In his new book, God and Donald Trump, award-winning journalist and author Stephen E. Strang tells the story of Trump's evangelical voter base through personal interviews and behind-the-scenes reports, detailing the events that helped shape the dramatic Trump presidency thus far.
"Few people outside the four walls of a church pay much attention to what God is doing in the world," Strang writes in the chapter titled "For Such a Time" in God and Donald Trump. "To them, acts of God are what you call tornadoes and hurricanes. But is it possible God has a plan for this nation? Is it possible He has a plan for His people? I've tried to make the case that President Trump won the evangelical vote by the largest margin in history, because, as (Pastor Robert) Jeffress said, Christians understood that he alone had the leadership skills and the unwavering persistence to reverse the death spiral of our nation."
Strang added that Trump affirmed—time and again—what Christians had been waiting to hear from a national leader. "My administration will always support and defend your religious liberty," Trump told a Kennedy Center audience during the first Independence Day celebration of his presidency. "We don't want to see God forced out of the public square, driven out of our schools or pushed out of our civic life. We want to see prayers before football games, if they want to give prayers." Before he even finished the sentence, attendees were on their feet with loud and resounding applause, after seeing too many examples of secular schools stamping on the beliefs of religious students. Trump added, "We want all children to have the opportunity to know the blessings of God. ... As long as I am president, no one is going to stop you from practicing your faith or from preaching what is in your heart."
Strang added in his book, "As I listened to those words, I wondered if people were asking themselves why Donald Trump was saying such things. For most of his life, he has not been very religious. He was more interested in making money—lots of money—than defending religious liberty. But just as millions of Christians were praying for someone to stand up and help turn things around, here came Donald Trump, seemingly out of left field. At first most Christians didn't think much of him. Perhaps they didn't believe him. But now they're happy to know he has their back.
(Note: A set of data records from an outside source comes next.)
//! Payment gateway error types.

use thiserror::Error;

/// Errors that can occur when talking to the payment gateway.
#[derive(Debug, Clone, Error)]
pub enum GatewayError {
    /// HTTP request failed
    #[error("Gateway request failed: {0}")]
    RequestFailed(String),

    /// Request timed out
    #[error("Gateway request timed out")]
    Timeout,

    /// Gateway API returned an error
    #[error("Gateway API error: {code} - {message}")]
    Api {
        /// Machine-readable error code
        code: String,
        /// Human-readable explanation
        message: String,
    },

    /// Failed to parse a gateway response
    #[error("Failed to parse gateway response: {0}")]
    Parse(String),

    /// Invalid parameter
    #[error("Invalid parameter: {0}")]
    InvalidParameter(String),
}

impl GatewayError {
    /// Whether the gateway reports the session as already gone or settled.
    ///
    /// Expiring a session can race the gateway's own expiry or the buyer
    /// completing payment. When that happens the session cannot be expired
    /// twice, but our side may still owe a seat restore, so callers treat
    /// this class as "reconcile locally", not as a failure.
    pub fn is_terminal_state(&self) -> bool {
        match self {
            GatewayError::Api { code, message } => {
                code == "resource_missing"
                    || message.contains("already expired")
                    || message.contains("cannot be expired")
            }
            _ => false,
        }
    }

    /// Whether retrying the same call later could succeed.
    pub fn is_transient(&self) -> bool {
        matches!(self, GatewayError::RequestFailed(_) | GatewayError::Timeout)
    }
}

/// Result type for gateway operations.
pub type GatewayResult<T> = Result<T, GatewayError>;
"Not everyone appears so happy about this new Donald Trump, however," Strang continued. "If you're secular, you see the world through a different lens. You may not even believe God exists. And if that's the case, you feel there's no reason to be concerned with such things. While people decry 'the downward spiral,' calling for restoration and renewal of the culture, Hillary Clinton and her supporters have been saying that everything is just fine. When Trump raised concerns about the moral decline in America, he was lampooned by the media as a hypocrite. Leftists, meanwhile, were marching in the streets for abortion on demand, and celebrating the right to take the life of an unborn child right up to the moment of birth. They were glad same-sex marriage has been validated by the Supreme Court, and that marijuana is being legalized in state after state. And when it comes to old-fashioned morality, the mantra of the secular culture these days is simply, anything goes. But most Americans recognized the problems; they didn't have to be religious to perceive that something is wrong with the way this country has been going."
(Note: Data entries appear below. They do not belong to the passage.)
// =============================================================================
// Tests
// =============================================================================

#[cfg(test)]
mod tests {
    use super::*;
    use rust_decimal::Decimal;
    use rust_decimal_macros::dec;
    use usher_domain::{EventCategory, Price, SeatQuantity};
    use uuid::Uuid;

    fn create_test_event(seats: u32, price: Decimal) -> Event {
        Event::new(
            "Warehouse Rave".to_string(),
            "Pier 9".to_string(),
            EventCategory::Fun,
            Price::new(price).unwrap(),
            seats,
            Uuid::now_v7(),
        )
        .unwrap()
    }

    fn create_test_order(event: &Event, buyer_id: BuyerId, quantity: u32) -> Order {
        let quantity = SeatQuantity::new(quantity).unwrap();
        Order::pending(event.id, buyer_id, quantity, event.price.total(quantity))
    }

    fn hold_for(order: &Order, email: &str, confirm_immediately: bool) -> SeatHold {
        SeatHold {
            event_id: order.event_id,
            buyer_id: order.buyer_id,
            email: email.to_string(),
            order_id: order.id,
            quantity: order.quantity,
            confirm_immediately,
        }
    }

    // Repository tests

    #[tokio::test]
    async fn test_event_save_and_find() {
        let store = MemoryStore::new();
        let event = create_test_event(50, dec!(20));
        let id = event.id;

        EventRepository::save(&store, &event).await.unwrap();

        let found = EventRepository::find_by_id(&store, id).await.unwrap();
        assert!(found.is_some());
        assert_eq!(found.unwrap().id, id);
        assert_eq!(store.event_count(), 1);
    }

    #[tokio::test]
    async fn test_event_list() {
        let store = MemoryStore::new();
        EventRepository::save(&store, &create_test_event(10, dec!(0)))
            .await
            .unwrap();
        EventRepository::save(&store, &create_test_event(20, dec!(5)))
            .await
            .unwrap();

        let events = EventRepository::list(&store).await.unwrap();
        assert_eq!(events.len(), 2);
    }

    #[tokio::test]
    async fn test_order_find_by_buyer() {
        let store = MemoryStore::new();
        let event = create_test_event(50, dec!(20));
        let buyer_id = Uuid::now_v7();

        OrderRepository::save(&store, &create_test_order(&event, buyer_id, 1))
            .await
            .unwrap();
        OrderRepository::save(&store, &create_test_order(&event, buyer_id, 2))
            .await
            .unwrap();
        // Different buyer
        OrderRepository::save(&store, &create_test_order(&event, Uuid::now_v7(), 1))
            .await
            .unwrap();

        let found = OrderRepository::find_by_buyer(&store, buyer_id).await.unwrap();
        assert_eq!(found.len(), 2);
    }

    #[tokio::test]
    async fn test_order_find_by_session() {
        let store = MemoryStore::new();
        let event = create_test_event(50, dec!(20));
        let mut order = create_test_order(&event, Uuid::now_v7(), 1);
        order.checkout_session_id = Some("cs_test_123".to_string());

        OrderRepository::save(&store, &order).await.unwrap();

        let found = OrderRepository::find_by_session(&store, "cs_test_123")
            .await
            .unwrap();
        assert!(found.is_some());
        assert_eq!(found.unwrap().id, order.id);

        let missing = OrderRepository::find_by_session(&store, "cs_other")
            .await
            .unwrap();
        assert!(missing.is_none());
    }

    // Conditional transaction tests

    #[tokio::test]
    async fn test_commit_reservation_decrements_seats() {
        let store = MemoryStore::new();
        let event = create_test_event(10, dec!(20));
        EventRepository::save(&store, &event).await.unwrap();

        let order = create_test_order(&event, Uuid::now_v7(), 3);
        OrderRepository::save(&store, &order).await.unwrap();

        let outcome = store
            .commit_reservation(&hold_for(&order, "a@example.com", false))
            .await
            .unwrap();
        assert_eq!(outcome, HoldOutcome::Held);

        let event = EventRepository::find_by_id(&store, event.id)
            .await
            .unwrap()
            .unwrap();
        assert_eq!(event.available_seats, 7);
        // Priced hold: no attendee record until payment confirms
        assert_eq!(store.attendee_count(), 0);
    }

    #[tokio::test]
    async fn test_commit_reservation_sold_out_boundary() {
        let store = MemoryStore::new();
        let mut event = create_test_event(10, dec!(20));
        event.available_seats = 2;
        EventRepository::save(&store, &event).await.unwrap();

        let order = create_test_order(&event, Uuid::now_v7(), 3);
        OrderRepository::save(&store, &order).await.unwrap();

        let outcome = store
            .commit_reservation(&hold_for(&order, "a@example.com", false))
            .await
            .unwrap();
        assert_eq!(outcome, HoldOutcome::SoldOut { available: 2 });

        // Nothing changed
        let event = EventRepository::find_by_id(&store, event.id)
            .await
            .unwrap()
            .unwrap();
        assert_eq!(event.available_seats, 2);
    }

    #[tokio::test]
    async fn test_commit_reservation_duplicate_join() {
        let store = MemoryStore::new();
        let event = create_test_event(10, dec!(0));
        EventRepository::save(&store, &event).await.unwrap();
        let buyer_id = Uuid::now_v7();

        let first = create_test_order(&event, buyer_id, 1);
        OrderRepository::save(&store, &first).await.unwrap();
        let outcome = store
            .commit_reservation(&hold_for(&first, "a@example.com", true))
            .await
            .unwrap();
        assert_eq!(outcome, HoldOutcome::Held);

        let second = create_test_order(&event, buyer_id, 1);
        OrderRepository::save(&store, &second).await.unwrap();
        let outcome = store
            .commit_reservation(&hold_for(&second, "a@example.com", true))
            .await
            .unwrap();
        assert_eq!(outcome, HoldOutcome::AlreadyJoined);

        // Exactly one seat held, one attendee
        let event = EventRepository::find_by_id(&store, event.id)
            .await
            .unwrap()
            .unwrap();
        assert_eq!(event.available_seats, 9);
        assert_eq!(store.attendee_count(), 1);
    }

    #[tokio::test]
    async fn test_commit_reservation_free_confirms_in_same_tx() {
        let store = MemoryStore::new();
        let event = create_test_event(10, dec!(0));
        EventRepository::save(&store, &event).await.unwrap();

        let order = create_test_order(&event, Uuid::now_v7(), 1);
        OrderRepository::save(&store, &order).await.unwrap();

        let outcome = store
            .commit_reservation(&hold_for(&order, "free@example.com", true))
            .await
            .unwrap();
        assert_eq!(outcome, HoldOutcome::Held);

        let attendee = AttendeeRepository::find(&store, event.id, order.buyer_id)
            .await
            .unwrap()
            .unwrap();
        assert_eq!(attendee.order_id, Some(order.id));

        let order = OrderRepository::find_by_id(&store, order.id)
            .await
            .unwrap()
            .unwrap();
        assert_eq!(order.status, OrderStatus::Confirmed);
    }

    #[tokio::test]
    async fn test_record_confirmation_applies_then_absorbs_replay() {
        let store = MemoryStore::new();
        let event = create_test_event(10, dec!(20));
        EventRepository::save(&store, &event).await.unwrap();
        let order = create_test_order(&event, Uuid::now_v7(), 2);
        OrderRepository::save(&store, &order).await.unwrap();

        let confirmation = AttendanceConfirmation {
            notification_id: "evt_1".to_string(),
            event_id: event.id,
            buyer_id: order.buyer_id,
            email: "a@example.com".to_string(),
            order_id: Some(order.id),
        };

        let outcome = store.record_confirmation(&confirmation).await.unwrap();
        assert_eq!(outcome, NotificationOutcome::Applied);

        let outcome = store.record_confirmation(&confirmation).await.unwrap();
        assert_eq!(outcome, NotificationOutcome::Duplicate);

        assert_eq!(store.attendee_count(), 1);
        assert_eq!(store.ledger_count(), 1);
        let order = OrderRepository::find_by_id(&store, order.id)
            .await
            .unwrap()
            .unwrap();
        assert_eq!(order.status, OrderStatus::Paid);
    }

    #[tokio::test]
    async fn test_record_release_returns_seats() {
        let store = MemoryStore::new();
        let mut event = create_test_event(10, dec!(20));
        event.available_seats = 7;
        EventRepository::save(&store, &event).await.unwrap();
        let order = create_test_order(&event, Uuid::now_v7(), 3);
        OrderRepository::save(&store, &order).await.unwrap();

        let release = SeatRelease {
            notification_id: "evt_2".to_string(),
            event_id: event.id,
            quantity: order.quantity,
            order_id: Some(order.id),
        };

        let outcome = store.record_release(&release).await.unwrap();
        assert_eq!(outcome, ReleaseOutcome::Released);

        let event = EventRepository::find_by_id(&store, event.id)
            .await
            .unwrap()
            .unwrap();
        assert_eq!(event.available_seats, 10);
        let order = OrderRepository::find_by_id(&store, order.id)
            .await
            .unwrap()
            .unwrap();
        assert_eq!(order.status, OrderStatus::Expired);

        // Replay is absorbed with no second increment
        let outcome = store.record_release(&release).await.unwrap();
        assert_eq!(outcome, ReleaseOutcome::Duplicate);
        let event = EventRepository::find_by_id(&store, event.id)
            .await
            .unwrap()
            .unwrap();
        assert_eq!(event.available_seats, 10);
    }

    #[tokio::test]
    async fn test_record_release_skips_closed_order() {
        let store = MemoryStore::new();
        let mut event = create_test_event(10, dec!(20));
        event.available_seats = 10;
        EventRepository::save(&store, &event).await.unwrap();

        // A concurrent cancel already expired this order and restored seats
        let mut order = create_test_order(&event, Uuid::now_v7(), 2);
        order.status = OrderStatus::Expired;
        OrderRepository::save(&store, &order).await.unwrap();

        let release = SeatRelease {
            notification_id: "evt_3".to_string(),
            event_id: event.id,
            quantity: order.quantity,
            order_id: Some(order.id),
        };

        let outcome = store.record_release(&release).await.unwrap();
        assert_eq!(outcome, ReleaseOutcome::OrderAlreadyClosed);

        // No increment, but the ledger still absorbs replays
        let event = EventRepository::find_by_id(&store, event.id)
            .await
            .unwrap()
            .unwrap();
        assert_eq!(event.available_seats, 10);
        assert_eq!(store.ledger_count(), 1);
    }

    #[tokio::test]
    async fn test_reclaim_abandoned_order_once() {
        let store = MemoryStore::new();
        let mut event = create_test_event(10, dec!(20));
        event.available_seats = 8;
        EventRepository::save(&store, &event).await.unwrap();
        let order = create_test_order(&event, Uuid::now_v7(), 2);
        OrderRepository::save(&store, &order).await.unwrap();

        let outcome = store.reclaim_abandoned_order(order.id).await.unwrap();
        assert_eq!(outcome, ReclaimOutcome::Reclaimed { quantity: 2 });

        let event = EventRepository::find_by_id(&store, event.id)
            .await
            .unwrap()
            .unwrap();
        assert_eq!(event.available_seats, 10);
        let order = OrderRepository::find_by_id(&store, order.id)
            .await
            .unwrap()
            .unwrap();
        assert_eq!(order.status, OrderStatus::Expired);

        // Second reclaim finds the order already closed
        let outcome = store.reclaim_abandoned_order(order.id).await.unwrap();
        assert_eq!(outcome, ReclaimOutcome::AlreadyClosed);
    }

    #[tokio::test]
    async fn test_reclaim_skips_settled_order() {
        let store = MemoryStore::new();
        let event = create_test_event(10, dec!(20));
        EventRepository::save(&store, &event).await.unwrap();
        let mut order = create_test_order(&event, Uuid::now_v7(), 2);
        order.status = OrderStatus::Paid;
        OrderRepository::save(&store, &order).await.unwrap();

        let outcome = store.reclaim_abandoned_order(order.id).await.unwrap();
        assert_eq!(outcome, ReclaimOutcome::AlreadyClosed);
    }

    #[tokio::test]
    async fn test_store_clear() {
        let store = MemoryStore::new();
        let event = create_test_event(10, dec!(0));
        EventRepository::save(&store, &event).await.unwrap();
        let order = create_test_order(&event, Uuid::now_v7(), 1);
        OrderRepository::save(&store, &order).await.unwrap();
        store
            .commit_reservation(&hold_for(&order, "a@example.com", true))
            .await
            .unwrap();

        assert_eq!(store.event_count(), 1);
        assert_eq!(store.order_count(), 1);
        assert_eq!(store.attendee_count(), 1);

        store.clear();

        assert_eq!(store.event_count(), 0);
        assert_eq!(store.order_count(), 0);
        assert_eq!(store.attendee_count(), 0);
        assert_eq!(store.ledger_count(), 0);
    }
}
Set for release on Nov. 7, almost a year to the day from the presidential election, God and Donald Trump, which contains a foreword from presidential hopeful and former Arkansas Gov. Mike Huckabee, takes an incisive look at these and other factors that drove those conservative and evangelical voters to the polls.
Strang is an award-winning journalist and successful businessman who began his career as a newspaper reporter at the Orlando Sentinel before founding a Christian publishing house and media company while interviewing and writing about nearly every Christian leader in the country over the past four decades.
God and Donald Trump is published by Frontline, an imprint of Charisma House, which has published books that challenge, encourage, teach and equip Christians, including 13 New York Times best-sellers.